实验结果显示,PRSA在提示市场的攻击成功率从17.8%提升至46.1%,在LLM应用商店的成功率从39%提升至52%。此外,在对OpenAI GPT Store中热门教育应用“Math”的攻击中,PRSA揭示了一个之前未被发现的隐藏彩蛋,进一步验证了其有效性。

🎯 应用场景

该研究的潜在应用领域包括提示服务的安全防护、知识产权保护以及大型语言模型的安全性评估。随着提示服务的普及,PRSA框架能够帮助开发者识别和防范潜在的提示盗窃风险,维护其知识产权,促进安全的AI应用环境。未来,该研究可能推动更多针对提示泄露的防御机制的开发与实施。

📄 摘要(原文)

Recently, large language models (LLMs) have garnered widespread attention for their exceptional capabilities. Prompts are central to the functionality and performance of LLMs, making them highly valuable assets. The increasing reliance on high-quality prompts has driven significant growth in prompt services. However, this growth also expands the potential for prompt leakage, increasing the risk that attackers could replicate original functionalities, create competing products, and severely infringe on developers' intellectual property. Despite these risks, prompt leakage in real-world prompt services remains underexplored. In this paper, we present PRSA, a practical attack framework designed for prompt stealing. PRSA infers the detailed intent of prompts through very limited input-output analysis and can successfully generate stolen prompts that replicate the original functionality.

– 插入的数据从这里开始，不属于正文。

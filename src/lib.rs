//! Knowledge graph search: a Leptos client-side app pairing semantic search
//! results with an animated concept graph.

use leptos::prelude::*;
use leptos_meta::*;
use leptos_router::components::*;
use leptos_router::path;
use log::{Level, info};

// Modules
mod components;
mod pages;
mod search;

// Top-Level pages
use crate::pages::destination::DestinationPage;
use crate::pages::home::Home;
use crate::pages::not_found::NotFound;

/// Initialize logging and panic hooks for the WASM target.
pub fn init_logging() {
	let _ = console_log::init_with_level(Level::Debug);
	console_error_panic_hook::set_once();
	info!("Logging initialized");
}

/// An app router which renders the search page, destination views and 404's
#[component]
pub fn App() -> impl IntoView {
	// Provides context that manages stylesheets, titles, meta tags, etc.
	provide_meta_context();

	view! {
		<Html attr:lang="en" attr:dir="ltr" attr:data-theme="dark" />

		// sets the document title
		<Title text="Knowledge Graph Search" />

		// injects metadata in the <head> of the page
		<Meta charset="UTF-8" />
		<Meta name="viewport" content="width=device-width, initial-scale=1.0" />

		<Router>
			<Routes fallback=|| view! { <NotFound /> }>
				<Route path=path!("/") view=Home />
				<Route path=path!("/go/:id") view=DestinationPage />
			</Routes>
		</Router>
	}
}
pub mod knowledge_graph;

Extensive evaluations demonstrate PRSA's effectiveness across two main types of real-world prompt services. Specifically, compared to previous works, it improves the attack success rate from 17.8% to 46.1% in prompt marketplaces and from 39% to 52% in LLM application stores, respectively. Notably, in the attack on "Math", one of the most popular educational applications in OpenAI's GPT Store with over 1 million conversations, PRSA uncovered a hidden Easter egg that had not been revealed previously. Besides, our analysis reveals that higher mutual information between a prompt and its output correlates with an increased risk of leakage. This insight guides the design and evaluation of two potential defenses against the security threats posed by PRSA. We have reported these findings to the prompt service vendors, including PromptBase and OpenAI, and actively collaborate with them to implement defensive measures.